"Go, gather all the Jews to be found in Susa, and hold a fast on my behalf, and do not eat or drink for three days, night or day"
(Esther 4:16a)
"Tomorrow would like I on the beach go." Yikes. Did that sentence just come out of my mouth? Well it sure did a couple weeks ago. It is shocking to me how often I misspeak in English the more and more I learn German. Even though I have spoken English my entire life, I have started to make silly mistakes like this one where I spoke a sentence in English but with German grammar structure, which just sounds ridiculous. As my brain is forced to operate so often in a foreign language, the language that is most natural to me begins to fade a bit in my mind.
It is so easy for this same thing to happen in our spiritual life. When we're not surrounded by godly things, God's people, and in particular God's word, it is easy to forget that God is working all around us all the time–something that, in our hearts, we know to be true. This week, we are discussing the truth from the book of Esther that even when you don't directly hear from God or see Him working, He is always present, always working, and always sovereign.
Esther found herself in Persia as the wife of a worldly king who did not fear God. While Esther is not meant to be understood as a role model in all of her behavior and decisions, she did remember to rely on the Lord when facing a very challenging and even life-threatening situation. For anyone, even Esther, to approach the king without being summoned was an offense punishable by death, unless the king accepted the person and spared them. However, Esther courageously decided to go and plead for her people at the risk of her own life, as well as to reveal her own Jewish identity in the process. Despite being surrounded by other influences, Esther remembered the Lord. How easily she could have forgotten or tried to act on her own power, but she didn't.
Before she embarked on her defining moment, she requested something of her cousin, Mordecai.
"Go, gather all the Jews to be found in Susa, and hold a fast on my behalf, and do not eat or drink for three days, night or day. I and my young women will also fast as you do. Then I will go to the king, though it is against the law, and if I perish, I perish." (Esther 4:16)
Just because we don't directly see God at work doesn't give us a license to take matters into our own hands. The wise person would recognize their desperate need for God's help, even in seasons where they can't see or discern what God is doing. Esther was wise enough to call upon the Jewish people to fast as she prepared to go and advocate for them before the king. In the Old Testament, fasting is always accompanied by prayer so we can safely assume that Esther was also asking the people to pray for her for these three days. She assembled the people of God to spend intentional time focusing on the Lord, fasting and praying on her behalf.

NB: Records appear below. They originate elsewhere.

//! Pricing recommendations and marketplace price pushes.
//!
//! The bulk generator walks every active listing with a strategy, joins
//! competitor stats and the current USD/JPY rate, and quotes a price per
//! listing. Applying a recommendation pushes to the marketplace first,
//! then updates the listing and price history in one transaction, so a
//! rejected push leaves local state untouched.

use chrono::Duration;
use rakuda_core::{ListingId, ListingStatus, Marketplace};
use rust_decimal::Decimal;
use serde::{Deserialize, Serialize};
use serde_json::json;
use sqlx::PgPool;
use tracing::{info, instrument, warn};

use crate::cache::{CacheNamespace, CacheService};
use crate::db::competitor_prices;
use crate::db::listings::{self, Listing, RepricingListing};
use crate::db::products;
use crate::ebay::EbayClient;
use crate::error::AppError;
use crate::pricing::{PriceInputs, PricingStrategy, Quote, recommend_price};
use crate::services::audit::AuditService;
use crate::services::rates::RatesService;

/// Lookback window for competitor observations feeding a quote.
const COMPETITOR_WINDOW_HOURS: i64 = 24;

/// One row of the bulk recommendation output.
#[derive(Debug, Clone, Serialize, Deserialize)]
pub struct PriceRecommendation {
    /// Listing the quote is for.
    pub listing_id: ListingId,
    /// Product SKU.
    pub sku: String,
    /// Listing title.
    pub title: String,
    /// Marketplace the listing is on.
    pub marketplace: Marketplace,
    /// Strategy that produced the quote.
    pub strategy: PricingStrategy,
    /// Asking price before the quote.
    pub current_price_usd: Decimal,
    /// Quoted price.
    pub recommended_price_usd: Decimal,
    /// Margin realized at the quoted price, percent.
    pub expected_margin_pct: Decimal,
    /// Why the strategy picked this price.
    pub rationale: String,
    /// Competitor observations inside the lookback window.
    pub competitor_samples: i64,
}

/// The result of applying a recommendation.
#[derive(Debug, Clone, Serialize)]
pub struct AppliedPrice {
    /// The listing after the update.
    pub listing: Listing,
    /// Price before the change.
    pub old_price_usd: Decimal,
    /// Price after the change.
    pub new_price_usd: Decimal,
    /// Margin realized at the new price, percent.
    pub margin_pct: Decimal,
    /// Strategy that produced the price.
    pub strategy: PricingStrategy,
    /// Why the strategy picked this price.
    pub rationale: String,
}

/// Pricing automation service.
#[derive(Debug, Clone)]
pub struct RepricerService {
    pool: PgPool,
    rates: RatesService,
    cache: CacheService,
    ebay: Option<EbayClient>,
    audit: AuditService,
}

impl RepricerService {
    /// Create a new repricer.
    ///
    /// Without an eBay client, `apply` updates local state only.
    #[must_use]
    pub const fn new(
        pool: PgPool,
        rates: RatesService,
        cache: CacheService,
        ebay: Option<EbayClient>,
        audit: AuditService,
    ) -> Self {
        Self {
            pool,
            rates,
            cache,
            ebay,
            audit,
        }
    }

    /// Recommendations for every active listing with a strategy.
    ///
    /// Cached under the `PricingRecommendations` namespace (15m); applying
    /// a price invalidates it.
    ///
    /// # Errors
    ///
    /// Returns error if listings, competitor stats, or the exchange rate
    /// cannot be loaded.
    pub async fn recommendations(&self) -> Result<Vec<PriceRecommendation>, AppError> {
        self.cache
            .get_or_fetch(CacheNamespace::PricingRecommendations, None, || async {
                self.build_recommendations().await
            })
            .await
    }

    #[instrument(skip(self))]
    async fn build_recommendations(&self) -> Result<Vec<PriceRecommendation>, AppError> {
        let candidates = listings::active_for_repricing(&self.pool).await?;
        if candidates.is_empty() {
            return Ok(Vec::new());
        }

        let stats_by_listing = competitor_prices::stats_by_listing(
            &self.pool,
            Duration::hours(COMPETITOR_WINDOW_HOURS),
        )
        .await?;
        let usd_jpy = self.rates.usd_jpy().await?;

        let mut recommendations = Vec::with_capacity(candidates.len());
        for listing in candidates {
            let Some(strategy) = listing.strategy else {
                continue;
            };

            let stats = stats_by_listing.get(&listing.id);
            let inputs = price_inputs(&listing, usd_jpy);
            let quote = match recommend_price(strategy, &inputs, stats) {
                Ok(quote) => quote,
                Err(e) => {
                    // One listing with broken cost data must not empty the page.
                    warn!(listing_id = %listing.id, error = %e, "Skipping unquotable listing");
                    continue;
                }
            };

            recommendations.push(PriceRecommendation {
                listing_id: listing.id,
                sku: listing.sku,
                title: listing.title,
                marketplace: listing.marketplace,
                strategy,
                current_price_usd: listing.price_usd,
                recommended_price_usd: quote.price_usd,
                expected_margin_pct: quote.margin_pct,
                rationale: quote.rationale,
                competitor_samples: stats.map_or(0, |s| s.samples),
            });
        }

        info!(count = recommendations.len(), "Built pricing recommendations");
        Ok(recommendations)
    }

    /// Quote and apply a price for one listing.
    ///
    /// Order of operations: quote, push to the marketplace (when the
    /// listing is published and a client is configured), then update the
    /// listing and write price history in one transaction, invalidate the
    /// recommendation and dashboard caches, and audit.
    ///
    /// # Errors
    ///
    /// Returns `NotFound` for a missing listing, `Conflict` for inactive
    /// or strategy-less listings, 502 when the marketplace rejects the
    /// push, and propagates database and cache invalidation failures.
    #[instrument(skip(self), fields(listing_id = %listing_id, actor = %actor))]
    pub async fn apply(&self, listing_id: ListingId, actor: &str) -> Result<AppliedPrice, AppError> {
        let listing = listings::get(&self.pool, listing_id).await?;

        if listing.status != ListingStatus::Active {
            return Err(AppError::Conflict(format!(
                "listing {listing_id} is {:?}, only active listings can be repriced",
                listing.status
            )));
        }
        let Some(strategy) = listing.strategy else {
            return Err(AppError::Conflict(format!(
                "listing {listing_id} has no pricing strategy"
            )));
        };

        let product = products::get(&self.pool, listing.product_id).await?;
        // Single-listing stats are read through their namespace (30m);
        // the bulk pass joins everything in one query instead.
        let stats = self
            .cache
            .get_or_fetch(
                CacheNamespace::CompetitorPrices,
                Some(&listing_id.to_string()),
                || async {
                    competitor_prices::stats_for(
                        &self.pool,
                        listing_id,
                        Duration::hours(COMPETITOR_WINDOW_HOURS),
                    )
                    .await
                    .map_err(AppError::from)
                },
            )
            .await?;
        let usd_jpy = self.rates.usd_jpy().await?;

        let inputs = PriceInputs {
            cost_jpy: product.cost_jpy,
            shipping_usd: listing.shipping_usd,
            fee_rate: listing.fee_rate,
            target_margin_pct: listing.target_margin_pct,
            usd_jpy_rate: usd_jpy,
        };
        let quote: Quote = recommend_price(strategy, &inputs, stats.as_ref())?;

        // Marketplace first: a rejected push must leave local state untouched.
        if let Some(ebay) = &self.ebay
            && let Some(external_id) = &listing.external_id
        {
            ebay.revise_listing_price(external_id, &product.sku, quote.price_usd)
                .await?;
        }

        let (updated, old_price) = listings::apply_price(
            &self.pool,
            listing_id,
            quote.price_usd,
            Some(quote.margin_pct),
            Some(strategy),
            actor,
        )
        .await?;

        self.cache
            .invalidate_namespace(CacheNamespace::PricingRecommendations)
            .await?;
        self.cache
            .invalidate(CacheNamespace::DashboardStats, None)
            .await?;

        self.audit
            .record(
                actor,
                "pricing.apply",
                Some(&format!("listing:{listing_id}")),
                json!({
                    "old_price_usd": old_price,
                    "new_price_usd": quote.price_usd,
                    "margin_pct": quote.margin_pct,
                    "strategy": strategy,
                    "rationale": quote.rationale,
                }),
            )
            .await;

        info!(
            old_price = %old_price,
            new_price = %quote.price_usd,
            strategy = %strategy,
            "Price applied"
        );

        Ok(AppliedPrice {
            listing: updated,
            old_price_usd: old_price,
            new_price_usd: quote.price_usd,
            margin_pct: quote.margin_pct,
            strategy,
            rationale: quote.rationale,
        })
    }
}

fn price_inputs(listing: &RepricingListing, usd_jpy: Decimal) -> PriceInputs {
    PriceInputs {
        cost_jpy: listing.cost_jpy,
        shipping_usd: listing.shipping_usd,
        fee_rate: listing.fee_rate,
        target_margin_pct: listing.target_margin_pct,
        usd_jpy_rate: usd_jpy,
    }
}
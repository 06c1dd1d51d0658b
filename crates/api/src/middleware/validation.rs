//! JSON body extraction with declarative validation.

use axum::Json;
use axum::extract::{FromRequest, Request};
use serde::de::DeserializeOwned;
use validator::{Validate, ValidationErrors};

use crate::error::AppError;

/// `Json<T>` that also runs the `validator` derive rules.
///
/// Malformed JSON rejects with 400; rule violations reject with 400 and
/// a `details` list naming each offending field.
pub struct ValidatedJson<T>(pub T);

impl<S, T> FromRequest<S> for ValidatedJson<T>
where
    S: Send + Sync,
    T: DeserializeOwned + Validate,
{
    type Rejection = AppError;

    async fn from_request(req: Request, state: &S) -> Result<Self, Self::Rejection> {
        let Json(value) = Json::<T>::from_request(req, state)
            .await
            .map_err(|e| AppError::BadRequest(e.body_text()))?;

        value
            .validate()
            .map_err(|e| AppError::Validation(flatten_errors(&e)))?;

        Ok(Self(value))
    }
}

/// Flatten `ValidationErrors` into one `field: message` line per rule.
fn flatten_errors(errors: &ValidationErrors) -> Vec<String> {
    let mut lines: Vec<String> = errors
        .field_errors()
        .iter()
        .flat_map(|(field, errs)| {
            errs.iter().map(move |e| {
                let message = e
                    .message
                    .as_ref()
                    .map_or_else(|| e.code.to_string(), ToString::to_string);
                format!("{field}: {message}")
            })
        })
        .collect();
    // HashMap iteration order is arbitrary; sort so clients and tests
    // see a stable list.
    lines.sort();
    lines
}

#[cfg(test)]
#[allow(clippy::unwrap_used)]
mod tests {
    use serde::Deserialize;

    use super::*;

    #[derive(Debug, Deserialize, Validate)]
    struct CreateTemplate {
        #[validate(length(min = 1, max = 120, message = "must be 1-120 characters"))]
        name: String,
        #[validate(length(min = 1, message = "must not be empty"))]
        body: String,
    }

    #[test]
    fn test_flatten_errors_names_each_field() {
        let bad = CreateTemplate {
            name: String::new(),
            body: String::new(),
        };
        let errors = bad.validate().unwrap_err();
        let lines = flatten_errors(&errors);

        assert_eq!(lines.len(), 2);
        assert!(lines.iter().any(|l| l.starts_with("name: ")));
        assert!(lines.iter().any(|l| l.starts_with("body: ")));
    }

    #[test]
    fn test_flatten_errors_uses_custom_message() {
        let bad = CreateTemplate {
            name: "x".repeat(121),
            body: "hello".to_string(),
        };
        let errors = bad.validate().unwrap_err();
        let lines = flatten_errors(&errors);

        assert_eq!(lines, vec!["name: must be 1-120 characters".to_string()]);
    }

    #[test]
    fn test_valid_body_passes() {
        let ok = CreateTemplate {
            name: "thanks".to_string(),
            body: "Thanks {{buyer_name}}!".to_string(),
        };
        assert!(ok.validate().is_ok());
    }
}
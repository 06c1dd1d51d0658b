//! Cache administration endpoints.

use axum::extract::State;
use axum::routing::{get, post};
use axum::{Json, Router};
use serde::{Deserialize, Serialize};
use serde_json::json;

use crate::cache::{CacheNamespace, CacheStats};
use crate::error::AppError;
use crate::middleware::RequireSession;
use crate::state::AppState;

pub fn router() -> Router<AppState> {
    Router::new()
        .route("/api/admin/cache/stats", get(stats))
        .route("/api/admin/cache/config", get(config))
        .route("/api/admin/cache/invalidate", post(invalidate))
        .route("/api/admin/cache/flush", post(flush))
}

/// One row of the namespace configuration table.
#[derive(Debug, Serialize)]
struct NamespaceConfig {
    namespace: CacheNamespace,
    prefix: String,
    ttl_secs: u64,
}

/// Invalidation target: a whole namespace, or one exact key within it
/// when `params` is present.
#[derive(Debug, Deserialize)]
struct InvalidateRequest {
    namespace: CacheNamespace,
    params: Option<String>,
}

#[derive(Debug, Serialize)]
struct DeletedResponse {
    deleted: u64,
}

/// Hit/miss/error counters and the live entry count.
async fn stats(
    RequireSession(_session): RequireSession,
    State(state): State<AppState>,
) -> Result<Json<CacheStats>, AppError> {
    Ok(Json(state.cache().stats().await))
}

/// The namespace and TTL table, as configured.
async fn config(RequireSession(_session): RequireSession) -> Json<Vec<NamespaceConfig>> {
    let table = CacheNamespace::ALL
        .into_iter()
        .map(|namespace| NamespaceConfig {
            namespace,
            prefix: namespace.prefix(),
            ttl_secs: namespace.ttl().as_secs(),
        })
        .collect();
    Json(table)
}

/// Drop a namespace, or one exact key within it.
async fn invalidate(
    RequireSession(session): RequireSession,
    State(state): State<AppState>,
    Json(body): Json<InvalidateRequest>,
) -> Result<Json<DeletedResponse>, AppError> {
    let deleted = match &body.params {
        Some(params) => state.cache().invalidate(body.namespace, Some(params)).await?,
        None => state.cache().invalidate_namespace(body.namespace).await?,
    };

    state
        .audit()
        .record(
            &session.label,
            "cache.invalidate",
            Some(&format!("cache:{}", body.namespace)),
            json!({ "params": body.params, "deleted": deleted }),
        )
        .await;

    Ok(Json(DeletedResponse { deleted }))
}

/// Drop every cache entry.
async fn flush(
    RequireSession(session): RequireSession,
    State(state): State<AppState>,
) -> Result<Json<DeletedResponse>, AppError> {
    let deleted = state.cache().flush_all().await?;

    state
        .audit()
        .record(
            &session.label,
            "cache.flush",
            None,
            json!({ "deleted": deleted }),
        )
        .await;

    Ok(Json(DeletedResponse { deleted }))
}
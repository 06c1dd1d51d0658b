//! Email delivery via SMTP.
//!
//! Used by the inventory alerts service for low-stock digests. Digest
//! bodies are plain text; no HTML templating is involved.

use lettre::{
    AsyncSmtpTransport, AsyncTransport, Message, Tokio1Executor,
    message::header::ContentType,
    transport::smtp::{Error as SmtpError, authentication::Credentials},
};
use secrecy::ExposeSecret;
use thiserror::Error;

use crate::config::SmtpConfig;

/// Errors that can occur when sending email.
#[derive(Debug, Error)]
pub enum EmailError {
    /// SMTP transport error.
    #[error("SMTP error: {0}")]
    Smtp(#[from] SmtpError),

    /// Failed to build email message.
    #[error("Failed to build message: {0}")]
    MessageBuild(#[from] lettre::error::Error),

    /// Invalid email address.
    #[error("Invalid email address: {0}")]
    InvalidAddress(String),
}

/// SMTP mailer for operational notifications.
#[derive(Clone)]
pub struct Mailer {
    transport: AsyncSmtpTransport<Tokio1Executor>,
    from_address: String,
}

impl Mailer {
    /// Create a new mailer from configuration.
    ///
    /// # Errors
    ///
    /// Returns error if the SMTP relay cannot be configured.
    pub fn new(config: &SmtpConfig) -> Result<Self, SmtpError> {
        let credentials = Credentials::new(
            config.username.clone(),
            config.password.expose_secret().to_string(),
        );

        let transport = AsyncSmtpTransport::<Tokio1Executor>::starttls_relay(&config.host)?
            .port(config.port)
            .credentials(credentials)
            .build();

        Ok(Self {
            transport,
            from_address: config.from_address.clone(),
        })
    }

    /// Send a plain-text email.
    ///
    /// # Errors
    ///
    /// Returns error if an address is invalid or delivery fails.
    pub async fn send_plain(&self, to: &str, subject: &str, body: &str) -> Result<(), EmailError> {
        let email = Message::builder()
            .from(
                self.from_address
                    .parse()
                    .map_err(|_| EmailError::InvalidAddress(self.from_address.clone()))?,
            )
            .to(to
                .parse()
                .map_err(|_| EmailError::InvalidAddress(to.to_string()))?)
            .subject(subject)
            .header(ContentType::TEXT_PLAIN)
            .body(body.to_string())?;

        self.transport.send(email).await?;

        tracing::info!(to = %to, subject = %subject, "Email sent successfully");
        Ok(())
    }
}

impl std::fmt::Debug for Mailer {
    fn fmt(&self, f: &mut std::fmt::Formatter<'_>) -> std::fmt::Result {
        f.debug_struct("Mailer")
            .field("from_address", &self.from_address)
            .finish_non_exhaustive()
    }
}
//! Read side of applied price changes.
//!
//! Rows are written by `listings::apply_price` in the same transaction as
//! the price update itself.

use chrono::{DateTime, Utc};
use rakuda_core::ListingId;
use rust_decimal::Decimal;
use serde::Serialize;
use sqlx::PgPool;

use super::RepositoryError;

use crate::pricing::PricingStrategy;

/// One applied price change.
#[derive(Debug, Clone, Serialize, sqlx::FromRow)]
pub struct PriceChange {
    /// Row ID.
    pub id: i64,
    /// Listing the price changed on.
    pub listing_id: ListingId,
    /// Price before the change, USD.
    pub old_price_usd: Decimal,
    /// Price after the change, USD.
    pub new_price_usd: Decimal,
    /// Margin realized at the new price, percent.
    pub margin_pct: Option<Decimal>,
    /// Strategy that produced the price, if automated.
    pub strategy: Option<PricingStrategy>,
    /// Who applied it (operator label or `repricer`).
    pub changed_by: String,
    /// When the change was applied.
    pub created_at: DateTime<Utc>,
}

/// Price changes for a listing, newest first.
///
/// # Errors
///
/// Returns error if the database query fails.
pub async fn for_listing(
    pool: &PgPool,
    listing_id: ListingId,
    limit: i64,
) -> Result<Vec<PriceChange>, RepositoryError> {
    let changes = sqlx::query_as::<_, PriceChange>(
        r"
        SELECT id, listing_id, old_price_usd, new_price_usd, margin_pct,
               strategy, changed_by, created_at
        FROM price_history
        WHERE listing_id = $1
        ORDER BY created_at DESC
        LIMIT $2
        ",
    )
    .bind(listing_id)
    .bind(limit)
    .fetch_all(pool)
    .await?;

    Ok(changes)
}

Are you having trouble seeing how the Lord is working in your life right now? Don't stop praying! Do you feel as though you haven't heard God speak to you in a long time? Don't cease to cry out to Him! The truth is that He is near. He is working. He is sovereign. He is able. He hears you. The enemy would love to silence your prayers and make you believe that if you don't hear God speaking to you, then why should you speak to Him? But it is a lie that God isn't speaking. He speaks through His word. He is working all things together for the good of those who love Him (Romans 8:28).
Continue to pray and fast as you seek the Lord's face.